Journal of Clinical & Experimental Pathology
Open Access

Cytogenetics is an area of genetics that investigates chromosomal structure, function, and involvement in heredity. It studies the chromosomal content of cells and how chromosomal changes can cause genetic illnesses and diseases. Analyzing the arrangement and function of chromosomes provides essential knowledge into many aspects of life, including development, reproduction, and the cellular basis of disorders such as cancer. As a result, cytogenetics provides an important role in both scientific and clinical research. Chromosomes contain genetic material that is passed down from one generation to the next. They are found in the nucleus of every cell and are made up of lengthy DNA molecules and associated proteins. Cytogenetics began with the discovery of chromosomes in the late 19^th century. Early innovators, such as Walther Flemming, observed chromosomes during cell division (mitosis) with simple microscopes. The field made significant progress in the mid-20^th century, when advances in microscopy and staining techniques allowed scientists to see chromosomes more clearly. This resulted in the invention of karyotyping, which is still used in cytogenetics today.

Human cells have 23 pairs of chromosomes, for a total of 46. These comprise 22 pairs of autosomes (non-sex chromosomes) and one pair of sex chromosomes (XX for females and XY for men). Each chromosome contains thousands of genes that encode proteins required for proper development and physiological function. They involve changes in the amount of chromosomes, either an increase or a decrease, which frequently cause developmental problems. Advances in cytogenetics have resulted in the creation of various strong instruments and methodologies for thorough chromosomal examination. These methods are used in both research and clinical diagnostics to discover chromosomal abnormalities. Karyotyping is the process of assembling chromosomes in a uniform pattern to show their number, size, and structure. It involves transforming chromosomes to create a visible pattern of bands, known as G-banding that allows the identification of individual chromosomes and their defects. Karyotyping is commonly used to diagnose genetic problems such as Down syndrome, as well as to discover chromosomal abnormalities in cancer.

Fluorescence In Situ Hybridization (FISH) is a more advanced approach that visualizes specific DNA sequences on chromosomes using fluorescent probes. These probes bind to specific sections of the chromosome, allowing for the detection of minor structural defects that karyotyping cannot detect, such as microdeletions or duplications.

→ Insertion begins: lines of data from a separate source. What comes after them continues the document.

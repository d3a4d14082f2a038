//! Ranking behavior tests against a synthetic process source.
//!
//! The live-system path is exercised by one smoke test at the bottom;
//! everything else injects deterministic candidates so ordering, stability
//! and the join barrier can be asserted exactly.

use std::cmp::Ordering;
use std::time::{Duration, Instant};

use hoststats::top::{by_cpu, by_memory, Candidate, CpuSampler, ProcessSource, Ranker, TopProcess};
use hoststats::Result;

fn init_tracing() {
    let _ = tracing_subscriber::fmt()
        .with_env_filter(tracing_subscriber::EnvFilter::from_default_env())
        .with_test_writer()
        .try_init();
}

fn record(pid: u32, cmd_line: &str, rss_bytes: u64) -> TopProcess {
    TopProcess {
        user: "tester".to_string(),
        pid,
        ppid: 1,
        status: "Sleep".to_string(),
        cmd_line: cmd_line.to_string(),
        create_time: 1_700_000_000,
        cpu_percent: 0.0,
        rss_bytes,
    }
}

/// Sampler returning a fixed value after an optional artificial delay.
struct FakeSampler {
    cpu: f32,
    delay: Duration,
}

impl CpuSampler for FakeSampler {
    fn cpu_percent(&mut self, _window: Duration) -> f32 {
        if !self.delay.is_zero() {
            std::thread::sleep(self.delay);
        }
        self.cpu
    }
}

/// Source yielding scripted candidates: (record, cpu value, sample delay).
struct FakeSource(Vec<(TopProcess, f32, Duration)>);

impl FakeSource {
    fn quick(entries: Vec<(TopProcess, f32)>) -> Self {
        FakeSource(
            entries
                .into_iter()
                .map(|(r, cpu)| (r, cpu, Duration::ZERO))
                .collect(),
        )
    }
}

impl ProcessSource for FakeSource {
    type Sampler = FakeSampler;

    fn candidates(&self) -> Result<Vec<Candidate<FakeSampler>>> {
        Ok(self
            .0
            .iter()
            .map(|(record, cpu, delay)| Candidate {
                record: record.clone(),
                sampler: FakeSampler {
                    cpu: *cpu,
                    delay: *delay,
                },
            })
            .collect())
    }
}

#[tokio::test]
async fn test_memory_ranking_end_to_end() {
    init_tracing();
    let source = FakeSource::quick(vec![
        (record(100, "small", 100), 0.0),
        (record(101, "large", 300), 0.0),
        (record(102, "medium", 200), 0.0),
    ]);
    let top = Ranker::with_source(source)
        .rank(2, by_memory)
        .await
        .expect("rank");

    assert_eq!(top.len(), 2);
    assert_eq!(top[0].rss_bytes, 300);
    assert_eq!(top[1].rss_bytes, 200);
}

#[tokio::test]
async fn test_ranking_is_non_increasing() {
    init_tracing();
    let source = FakeSource::quick(vec![
        (record(1, "a", 0), 12.0),
        (record(2, "b", 0), 80.5),
        (record(3, "c", 0), 3.25),
        (record(4, "d", 0), 80.5),
        (record(5, "e", 0), 44.0),
    ]);
    let top = Ranker::with_source(source)
        .rank(5, by_cpu)
        .await
        .expect("rank");

    assert_eq!(top.len(), 5);
    for pair in top.windows(2) {
        assert_ne!(
            by_cpu(&pair[0], &pair[1]),
            Ordering::Greater,
            "{} before {} violates the comparator",
            pair[0].pid,
            pair[1].pid
        );
    }
}

#[tokio::test]
async fn test_equal_metrics_keep_enumeration_order() {
    init_tracing();
    // Two pairs of equal-CPU records at known enumeration positions.
    let source = FakeSource::quick(vec![
        (record(10, "first-high", 0), 50.0),
        (record(20, "low", 0), 1.0),
        (record(30, "second-high", 0), 50.0),
        (record(40, "first-low", 0), 1.0),
    ]);
    let top = Ranker::with_source(source)
        .rank(4, by_cpu)
        .await
        .expect("rank");

    let pids: Vec<u32> = top.iter().map(|p| p.pid).collect();
    // 50.0 ties: pid 10 enumerated before pid 30; 1.0 ties: 20 before 40.
    assert_eq!(pids, vec![10, 30, 20, 40]);
}

#[tokio::test]
async fn test_empty_cmdline_candidates_are_excluded() {
    init_tracing();
    let source = FakeSource::quick(vec![
        (record(1, "a", 10), 1.0),
        (record(2, "b", 20), 1.0),
        (record(3, "", 99), 1.0),
        (record(4, "d", 40), 1.0),
        (record(5, "e", 50), 1.0),
    ]);
    let top = Ranker::with_source(source)
        .rank(100, by_memory)
        .await
        .expect("rank");

    assert_eq!(top.len(), 4);
    assert!(top.iter().all(|p| p.pid != 3));
}

#[tokio::test]
async fn test_degraded_record_is_still_ranked() {
    init_tracing();
    // Everything except the command line failed to read: zero values.
    let degraded = TopProcess {
        user: String::new(),
        pid: 0,
        ppid: 0,
        status: String::new(),
        cmd_line: "ghost".to_string(),
        create_time: 0,
        cpu_percent: 0.0,
        rss_bytes: 0,
    };
    let source = FakeSource::quick(vec![(degraded, 0.0), (record(2, "healthy", 100), 0.0)]);
    let top = Ranker::with_source(source)
        .rank(10, by_memory)
        .await
        .expect("rank");

    assert_eq!(top.len(), 2);
    assert_eq!(top[1].cmd_line, "ghost");
    assert!(top[1].user.is_empty());
}

#[tokio::test(flavor = "multi_thread")]
async fn test_join_barrier_waits_for_slowest_sample() {
    init_tracing();
    let slow = Duration::from_millis(300);
    let source = FakeSource(vec![
        (record(1, "fast", 0), 5.0, Duration::ZERO),
        (record(2, "slow", 0), 99.0, slow),
        (record(3, "fast-too", 0), 1.0, Duration::ZERO),
    ]);
    let started = Instant::now();
    let top = Ranker::with_source(source)
        .rank(3, by_cpu)
        .await
        .expect("rank");

    // The call cannot return before the slowest sample finished, and the
    // slow record must carry its completed sample, not a pending zero.
    assert!(started.elapsed() >= slow);
    assert_eq!(top[0].pid, 2);
    assert_eq!(top[0].cpu_percent, 99.0);
}

#[tokio::test(flavor = "multi_thread")]
async fn test_sample_timeout_degrades_to_zero() {
    init_tracing();
    let source = FakeSource(vec![
        (record(1, "wedged", 0), 77.0, Duration::from_secs(5)),
        (record(2, "fine", 0), 10.0, Duration::ZERO),
    ]);
    let started = Instant::now();
    let top = Ranker::with_source(source)
        .sample_timeout(Duration::from_millis(100))
        .rank(2, by_cpu)
        .await
        .expect("rank");

    assert!(
        started.elapsed() < Duration::from_secs(5),
        "timed-out sample stalled the batch"
    );
    assert_eq!(top[0].pid, 2);
    assert_eq!(top[0].cpu_percent, 10.0);
    let wedged = top.iter().find(|p| p.pid == 1).expect("wedged included");
    assert_eq!(wedged.cpu_percent, 0.0);
}

#[tokio::test(flavor = "multi_thread")]
async fn test_bounded_concurrency_gives_same_results() {
    init_tracing();
    let entries: Vec<(TopProcess, f32)> = (1..=20)
        .map(|i| (record(i, "proc", (i as u64) * 10), i as f32))
        .collect();

    let unbounded = Ranker::with_source(FakeSource::quick(entries.clone()))
        .rank(20, by_cpu)
        .await
        .expect("rank");
    let bounded = Ranker::with_source(FakeSource::quick(entries))
        .max_concurrency(2)
        .rank(20, by_cpu)
        .await
        .expect("rank");

    let lhs: Vec<u32> = unbounded.iter().map(|p| p.pid).collect();
    let rhs: Vec<u32> = bounded.iter().map(|p| p.pid).collect();
    assert_eq!(lhs, rhs);
}

#[tokio::test(flavor = "multi_thread")]
async fn test_live_system_ranking_smoke() {
    init_tracing();
    let top = Ranker::new()
        .window(Duration::from_millis(200))
        .rank(5, by_memory)
        .await
        .expect("rank live processes");

    assert!(!top.is_empty());
    assert!(top.len() <= 5);
    for pair in top.windows(2) {
        assert!(pair[0].rss_bytes >= pair[1].rss_bytes);
    }
    for p in &top {
        assert!(!p.cmd_line.is_empty());
    }
}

FISH is frequently used for cancer diagnosis, prenatal testing, and the discovery of genetic disorders. Comparative Genomic Hybridization (CGH) is a technique for detecting chromosomal gains and losses throughout a whole genome. It compares a patient's DNA to a reference DNA sample, identifying locations with too much or too little genetic material. CGH has proven an effective method for detecting chromosomal abnormalities in developmental disorders and malignancies, particularly solid tumors. Next-Generation Sequencing (NGS) and Whole-Genome Sequencing (WGS) are transforming cytogenetics by enabling the high-resolution sequencing of whole genomes. These methods can detect a wide variety of chromosomal abnormalities, including structural rearrangements, aneuploidies, and variations in the quantity of copies. NGS is very beneficial in cancer research for detecting somatic mutations and chromosomal changes that cause carcinogenesis.

Cytogenetics plays an important role in detecting genetic abnormalities, prenatal testing, cancer, and infertility. It has many applications in clinical medicine, with cytogenetic procedures increasingly being used to guide treatment decisions and patient care. Cytogenetic procedures such as amniocentesis and Chorionic Villus Sampling (CVS) are used to determine a fetus' chromosomal structure. These tests can discover chromosomal abnormalities such Down syndrome, Edwards’s syndrome, and Patau syndrome. Early diagnosis of chromosomal problems allows improved maternal health and informed decision-making for expecting parents. Cytogenetics can help discover chromosomal abnormalities that cause tumor growth, such as oncogene amplifications or tumor suppressor gene deletions. Cancer development is heavily influenced by chromosomal abnormalities. Many cancers, especially hematological cancers such as leukemias and lymphomas, are defined by unique chromosomal translocations or aneuploidies. The Philadelphia chromosome, which results from a translocation between chromosomes 9 and 22, is an indicator of Chronic Myeloid Leukemia (CML). Detecting these anomalies using cytogenetic techniques becomes essential for cancer diagnosis, prognosis, and treatment planning. Array CGH and NGS are widely used to detect chromosomal abnormalities in cancers such as breast, colon, and lung cancer. In addition to therapeutic uses, cytogenetics is an important tool in experimental research. It advances the knowledge of essential biological processes like cell division, genomic integrity, and chromosomal activity. Cytogenetic approaches are used to investigate the genetic basis of diseases, discover new treatment targets, and create new ways to diagnose illnesses.